Autologous Bone Marrow Stem Cells Transplant into Parkinson’s Disease Patients is Safe and May Improve Their Quality of Life
Clinical study showing a minimally invasive approach was presented in The XVIII World Congress on Parkinson’s Disease and Related Disorders of the World Federation of Neurology.
( PRWEB ) March 11, 2010 Eight Parkinson’s Disease (PD) patients were treated with their own bone marrow stem cells (BMSC) injected via minimally invasive routes and discharged the next morning without complications.
Evaluations with UPDRS, Hoehn & Yahr scale and Schwab & England score showed encouraging improvements and the total L- dopamine dose could be decreased suggesting that stem cells may enhance endogenous dopamine synthesis. As a matter of sample, the writing test pre versus post procedure showed significant changes.

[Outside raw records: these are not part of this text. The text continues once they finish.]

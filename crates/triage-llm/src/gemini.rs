//! Gemini `generateContent` client.

use crate::model::{LlmError, NarrativeModel};
use async_trait::async_trait;
use serde::{Deserialize, Serialize};
use std::time::Duration;
use tracing::debug;

const GEMINI_BASE_URL: &str = "https://generativelanguage.googleapis.com/v1beta/models";

const REQUEST_TIMEOUT: Duration = Duration::from_secs(60);

/// HTTP client for the Gemini generative API.
pub struct GeminiClient {
    http: reqwest::Client,
    api_key: String,
    model: String,
}

impl GeminiClient {
    /// Build a client for `model` (e.g. `gemini-1.5-pro`).
    ///
    /// # Errors
    /// - [`LlmError::Http`] if the underlying HTTP client cannot be built
    pub fn new(api_key: impl Into<String>, model: impl Into<String>) -> Result<Self, LlmError> {
        let http = reqwest::Client::builder()
            .timeout(REQUEST_TIMEOUT)
            .build()?;
        Ok(Self {
            http,
            api_key: api_key.into(),
            model: model.into(),
        })
    }

    /// Model name this client targets.
    #[inline]
    #[must_use]
    pub fn model(&self) -> &str {
        &self.model
    }
}

impl std::fmt::Debug for GeminiClient {
    // The API key is a secret; keep it out of logs.
    fn fmt(&self, f: &mut std::fmt::Formatter<'_>) -> std::fmt::Result {
        f.debug_struct("GeminiClient")
            .field("model", &self.model)
            .finish_non_exhaustive()
    }
}

#[async_trait]
impl NarrativeModel for GeminiClient {
    async fn generate(&self, prompt: &str) -> Result<String, LlmError> {
        debug!(model = %self.model, prompt_len = prompt.len(), "calling gemini");

        let request = GenerateRequest {
            contents: vec![Content {
                parts: vec![Part {
                    text: prompt.to_string(),
                }],
            }],
        };

        let response: GenerateResponse = self
            .http
            .post(format!(
                "{GEMINI_BASE_URL}/{}:generateContent",
                self.model
            ))
            .query(&[("key", self.api_key.as_str())])
            .json(&request)
            .send()
            .await?
            .error_for_status()?
            .json()
            .await?;

        response
            .candidates
            .into_iter()
            .next()
            .and_then(|candidate| candidate.content.parts.into_iter().next())
            .map(|part| part.text)
            .filter(|text| !text.is_empty())
            .ok_or(LlmError::EmptyResponse)
    }
}

#[derive(Debug, Serialize)]
struct GenerateRequest {
    contents: Vec<Content>,
}

#[derive(Debug, Default, Serialize, Deserialize)]
struct Content {
    #[serde(default)]
    parts: Vec<Part>,
}

#[derive(Debug, Default, Serialize, Deserialize)]
struct Part {
    #[serde(default)]
    text: String,
}

#[derive(Debug, Default, Deserialize)]
struct GenerateResponse {
    #[serde(default)]
    candidates: Vec<Candidate>,
}

#[derive(Debug, Default, Deserialize)]
struct Candidate {
    #[serde(default)]
    content: Content,
}

#[cfg(test)]
mod tests {
    use super::*;

    #[test]
    fn response_extracts_first_candidate_text() {
        let body = r#"{
            "candidates": [
                {"content": {"parts": [{"text": "first"}, {"text": "second"}]}},
                {"content": {"parts": [{"text": "other"}]}}
            ]
        }"#;
        let response: GenerateResponse = serde_json::from_str(body).unwrap();

        let text = response
            .candidates
            .into_iter()
            .next()
            .and_then(|c| c.content.parts.into_iter().next())
            .map(|p| p.text);
        assert_eq!(text.as_deref(), Some("first"));
    }

    #[test]
    fn response_tolerates_empty_body() {
        let response: GenerateResponse = serde_json::from_str("{}").unwrap();
        assert!(response.candidates.is_empty());
    }

    #[test]
    fn client_debug_redacts_api_key() {
        let client = GeminiClient::new("super-secret", "gemini-1.5-pro").unwrap();
        let rendered = format!("{client:?}");
        assert!(!rendered.contains("super-secret"));
        assert!(rendered.contains("gemini-1.5-pro"));
    }
}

Eight Parkinson’s Disease (PD) patients were treated with their own bone marrow stem cells (BMSC) injected via minimally invasive routes and discharged the next morning without complications.
“It is high time we focused our efforts in what is possible and reachable and what suffering patients demand. Not all what is researched and developed in Petri dishes or rats can automatically be used in patients, so we should stop to augment their confusion. We expect this study in PD real patients, not in animals, draws the attention of those interested in getting clinical data since, funnily enough, there are billions of dollars spent in endless animal studies but very little in clinical ones” leader investigator Dr. Luis Geffner said.
this is a tool that may complement standard treatments and delay the progress of both the illness and the complications of the medication currently used to treat it. PD patients should be cared comprehensively; therefore, their treatment may include physical therapies as well as optimal medication and stem cells transplant, trying to improve their independence and self-care he added.